Cafe Müller tem como princípio estrutural a
recordação. O palco é o ‘interior da cabeça’ da mulher de
camisola (Bausch). É nesse ‘espaço interno’ que se apresenta o
passado da protagonista, passado que surge como fluxo de
consciência ou monólogo interior, que move os personagens.
No desdobramento épico entre sujeito e objeto, o passado se
objetiva e invade a cena. Os personagens que aparecem nesse
‘passado’, perdem sua autonomia de figuras dramáticas,
surgindo como projeções de um eu que domina o palco - Bausch.

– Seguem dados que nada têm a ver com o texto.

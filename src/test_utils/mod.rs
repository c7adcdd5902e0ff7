#![allow(missing_docs)]

pub(crate) mod html;

pub(crate) use html::{assert_valid_html, parse_html_document, parse_html_fragment};
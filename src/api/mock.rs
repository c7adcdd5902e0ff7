//! An in-memory stand-in for the backend finance services.
//!
//! The mock issues real bearer tokens at log-in and checks them on every
//! data call, so the unauthorized paths behave like the real services would.
//! It is seeded with the demonstration data set used across the app.

use std::{
    collections::HashSet,
    sync::{
        Mutex,
        atomic::{AtomicU64, Ordering},
    },
};

use async_trait::async_trait;
use sha2::{Digest, Sha256};
use time::{UtcOffset, macros::datetime};

use super::{
    client::{ApiError, ApiResult, FinanceApi},
    models::{
        Account, AccountKind, Credentials, Insight, InsightKind, InsightPriority, LogInResponse,
        NewUser, Transaction, User,
    },
};

/// The email of the user seeded by [MockFinanceApi::with_demo_data].
pub const DEMO_EMAIL: &str = "demo@aureum.app";
/// The password of the user seeded by [MockFinanceApi::with_demo_data].
pub const DEMO_PASSWORD: &str = "aureum-demo";

struct StoredUser {
    user: User,
    password: String,
}

/// The injectable double for [FinanceApi].
pub struct MockFinanceApi {
    users: Mutex<Vec<StoredUser>>,
    sessions: Mutex<HashSet<String>>,
    accounts: Vec<Account>,
    transactions: Vec<Transaction>,
    insights: Vec<Insight>,
    outage: Mutex<Option<String>>,
    token_counter: AtomicU64,
}

impl MockFinanceApi {
    /// Create a mock with no users and no financial data.
    pub fn empty() -> Self {
        Self {
            users: Mutex::new(Vec::new()),
            sessions: Mutex::new(HashSet::new()),
            accounts: Vec::new(),
            transactions: Vec::new(),
            insights: Vec::new(),
            outage: Mutex::new(None),
            token_counter: AtomicU64::new(0),
        }
    }

    /// Create a mock seeded with the demonstration user, accounts,
    /// transactions, and insights.
    pub fn with_demo_data() -> Self {
        let mut mock = Self::empty();
        mock.accounts = demo_accounts();
        mock.transactions = demo_transactions();
        mock.insights = demo_insights();
        mock.users
            .get_mut()
            .expect("user table lock poisoned")
            .push(StoredUser {
                user: demo_user(),
                password: DEMO_PASSWORD.to_owned(),
            });
        mock
    }

    /// Issue a valid bearer token for the demonstration user without going
    /// through the log-in endpoint. Intended for tests.
    pub fn issue_token(&self) -> String {
        let token = self.mint_token(DEMO_EMAIL);
        self.sessions
            .lock()
            .expect("session lock poisoned")
            .insert(token.clone());
        token
    }

    /// Invalidate a bearer token so that subsequent calls with it fail with
    /// [ApiError::Unauthorized], as if the session had expired server-side.
    pub fn revoke(&self, token: &str) {
        self.sessions
            .lock()
            .expect("session lock poisoned")
            .remove(token);
    }

    /// Make all authenticated data calls fail with [ApiError::Unavailable]
    /// until [clear_outage](MockFinanceApi::clear_outage) is called.
    pub fn set_outage(&self, message: &str) {
        *self.outage.lock().expect("outage lock poisoned") = Some(message.to_owned());
    }

    /// End an outage started with [set_outage](MockFinanceApi::set_outage).
    pub fn clear_outage(&self) {
        *self.outage.lock().expect("outage lock poisoned") = None;
    }

    fn mint_token(&self, email: &str) -> String {
        let nonce = self.token_counter.fetch_add(1, Ordering::Relaxed);
        let digest = Sha256::digest(format!("{email}:{nonce}"));
        digest.iter().fold(String::new(), |mut hex, byte| {
            hex.push_str(&format!("{byte:02x}"));
            hex
        })
    }

    fn check_session(&self, token: &str) -> ApiResult<()> {
        if !self
            .sessions
            .lock()
            .expect("session lock poisoned")
            .contains(token)
        {
            return Err(ApiError::Unauthorized);
        }

        if let Some(message) = self.outage.lock().expect("outage lock poisoned").as_ref() {
            return Err(ApiError::Unavailable(message.clone()));
        }

        Ok(())
    }
}

#[async_trait]
impl FinanceApi for MockFinanceApi {
    async fn log_in(&self, credentials: &Credentials) -> ApiResult<LogInResponse> {
        let users = self.users.lock().expect("user table lock poisoned");
        let stored = users
            .iter()
            .find(|stored| stored.user.email == credentials.email)
            .ok_or(ApiError::Unauthorized)?;

        if stored.password != credentials.password {
            return Err(ApiError::Unauthorized);
        }

        let user = stored.user.clone();
        drop(users);

        let token = self.mint_token(&user.email);
        self.sessions
            .lock()
            .expect("session lock poisoned")
            .insert(token.clone());

        Ok(LogInResponse { token, user })
    }

    async fn register(&self, new_user: &NewUser) -> ApiResult<User> {
        let mut users = self.users.lock().expect("user table lock poisoned");

        if users
            .iter()
            .any(|stored| stored.user.email == new_user.email)
        {
            return Err(ApiError::Rejected(
                "An account with this email already exists.".to_owned(),
            ));
        }

        let user = User {
            id: (users.len() + 1).to_string(),
            email: new_user.email.clone(),
            first_name: new_user.first_name.clone(),
            last_name: new_user.last_name.clone(),
            created_at: time::OffsetDateTime::now_utc(),
        };
        users.push(StoredUser {
            user: user.clone(),
            password: new_user.password.clone(),
        });

        Ok(user)
    }

    async fn profile(&self, token: &str) -> ApiResult<User> {
        self.check_session(token)?;

        self.users
            .lock()
            .expect("user table lock poisoned")
            .first()
            .map(|stored| stored.user.clone())
            .ok_or_else(|| ApiError::Unavailable("no user record found".to_owned()))
    }

    async fn accounts(&self, token: &str) -> ApiResult<Vec<Account>> {
        self.check_session(token)?;
        Ok(self.accounts.clone())
    }

    async fn transactions(
        &self,
        token: &str,
        account_id: Option<&str>,
    ) -> ApiResult<Vec<Transaction>> {
        self.check_session(token)?;

        let transactions = match account_id {
            Some(account_id) => self
                .transactions
                .iter()
                .filter(|transaction| transaction.account_id == account_id)
                .cloned()
                .collect(),
            None => self.transactions.clone(),
        };

        Ok(transactions)
    }

    async fn insights(&self, token: &str) -> ApiResult<Vec<Insight>> {
        self.check_session(token)?;
        Ok(self.insights.clone())
    }

    async fn exchange_public_token(&self, token: &str, public_token: &str) -> ApiResult<()> {
        self.check_session(token)?;

        if public_token.is_empty() {
            return Err(ApiError::Rejected("The public token was empty.".to_owned()));
        }

        Ok(())
    }
}

fn demo_user() -> User {
    User {
        id: "1".to_owned(),
        email: DEMO_EMAIL.to_owned(),
        first_name: "Alex".to_owned(),
        last_name: "Morgan".to_owned(),
        created_at: datetime!(2025 - 01 - 15 09:30:00).assume_offset(UtcOffset::UTC),
    }
}

fn demo_accounts() -> Vec<Account> {
    let account = |id: &str, name: &str, kind, balance| Account {
        id: id.to_owned(),
        name: name.to_owned(),
        kind,
        balance,
        currency: "USD".to_owned(),
    };

    vec![
        account("1", "Chase Total Checking", AccountKind::Checking, 5420.50),
        account("2", "Chase Savings", AccountKind::Savings, 12890.75),
        account("3", "Chase Freedom Credit Card", AccountKind::Credit, -1250.00),
        account("4", "Wells Fargo Checking", AccountKind::Checking, 2180.25),
        account("5", "Discover Credit Card", AccountKind::Credit, -650.00),
    ]
}

fn demo_transactions() -> Vec<Transaction> {
    let transaction = |id: &str, account_id: &str, amount, description: &str, category: &str, date| {
        Transaction {
            id: id.to_owned(),
            account_id: account_id.to_owned(),
            amount,
            description: description.to_owned(),
            category: category.to_owned(),
            date,
        }
    };

    use time::macros::date;

    vec![
        transaction("1", "1", -85.30, "Whole Foods Market", "Food", date!(2025 - 07 - 05)),
        transaction("2", "1", -45.00, "Shell Gas Station", "Transportation", date!(2025 - 07 - 04)),
        transaction("3", "2", 2500.00, "Salary Deposit - ABC Corp", "Income", date!(2025 - 07 - 01)),
        transaction("4", "1", -120.00, "Pacific Gas & Electric", "Bills", date!(2025 - 06 - 30)),
        transaction("5", "3", -75.50, "Olive Garden", "Food", date!(2025 - 06 - 29)),
        transaction("6", "1", -25.99, "Netflix", "Entertainment", date!(2025 - 06 - 28)),
        transaction("7", "1", -12.50, "Starbucks", "Food", date!(2025 - 06 - 27)),
        transaction("8", "2", 500.00, "Transfer from Checking", "Transfer", date!(2025 - 06 - 26)),
        transaction("9", "1", -500.00, "Transfer to Savings", "Transfer", date!(2025 - 06 - 26)),
        transaction("10", "1", -89.99, "Target", "Shopping", date!(2025 - 06 - 25)),
        transaction("11", "1", -35.00, "Uber", "Transportation", date!(2025 - 06 - 24)),
        transaction("12", "3", -150.00, "Amazon Purchase", "Shopping", date!(2025 - 06 - 23)),
        transaction("13", "1", -8.50, "Subway", "Food", date!(2025 - 06 - 22)),
        transaction("14", "1", -65.00, "Gym Membership", "Health", date!(2025 - 06 - 21)),
        transaction("15", "1", -42.30, "Chevron", "Transportation", date!(2025 - 06 - 20)),
    ]
}

fn demo_insights() -> Vec<Insight> {
    let insight = |id: &str, kind, title: &str, description: &str, actionable, priority| Insight {
        id: id.to_owned(),
        kind,
        title: title.to_owned(),
        description: description.to_owned(),
        actionable,
        priority,
    };

    vec![
        insight(
            "1",
            InsightKind::Spending,
            "High Food Spending Alert",
            "You spent $285 on food this month, which is 23% more than your \
            average. Consider meal planning or cooking at home more often to \
            reduce expenses.",
            true,
            InsightPriority::High,
        ),
        insight(
            "2",
            InsightKind::Saving,
            "Excellent Savings Progress",
            "Congratulations! You saved $500 this month, reaching 20% of your \
            income. You're on track to meet your annual savings goal.",
            false,
            InsightPriority::Low,
        ),
        insight(
            "3",
            InsightKind::Investment,
            "Investment Opportunity",
            "Your emergency fund has reached 6 months of expenses. Consider \
            investing your surplus cash in index funds or ETFs for long-term \
            growth.",
            true,
            InsightPriority::Medium,
        ),
        insight(
            "4",
            InsightKind::Spending,
            "Subscription Optimization",
            "You have 8 active subscriptions totaling $89/month. Review and \
            cancel unused subscriptions to save money.",
            true,
            InsightPriority::Medium,
        ),
        insight(
            "5",
            InsightKind::Saving,
            "Budget Category Alert",
            "You've exceeded your entertainment budget by $45 this month. \
            Consider adjusting your spending in this category.",
            true,
            InsightPriority::Medium,
        ),
    ]
}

Tem-se assim a construção de um drama monológico, apesar
dos diálogos aparentes.
Pina Bausch efetiva claramente esse caminho ao
trabalhar o esvaziamento e a abstração dos personagens através
das repetições, colagens, justaposições, desmontagens e
remontagens, que desmitificam, despersonalizam e desvelam,
levando o espectador, pelo efeito de distanciamento, a uma
atitude reflexiva, crítica. O melhor exemplo dessa
desfamiliarização do familiar é a opção de colocar as duas
personagens principais (Bausch/ Airaudo) ‘cegas’: duas
bailarinas cegas, certamente constituem a crítica máxima à
dança, estabelecida culturalmente como arte visual por
excelência.
Partindo do subjetivo, Bausch faz com que a platéia
lance um olhar ao seu próprio mundo interior. O espectador é
remetido para além da cena, numa reflexão sobre a condição da
natureza humana. Seu teatro não é reprodução fotográfica do
real, mas um teatro que exaspera sua teatralidade sem a rotina
cacofônica da imitação superficial da vida. Bausch é uma
analista do que de mais profundo e oculto existe no Homem.
Cafe Müller, como outras coreografias suas, é uma obra aberta,
violenta, crua, apresentando sentimentos e emoções no seu
estado puro, livres de convenções e truques. É através dessa
dramaturgia corporal que Pina Bausch discute a relação homemmulher,
a possibilidade da convivência humana, os terrores de
infância, o amor, o medo, a perda, a solidão.

Nota 1 Programa distribuído na tournée do Wuppertaler Tanztheater, em


1980, no Teatro Municipal de São Paulo, Brasil.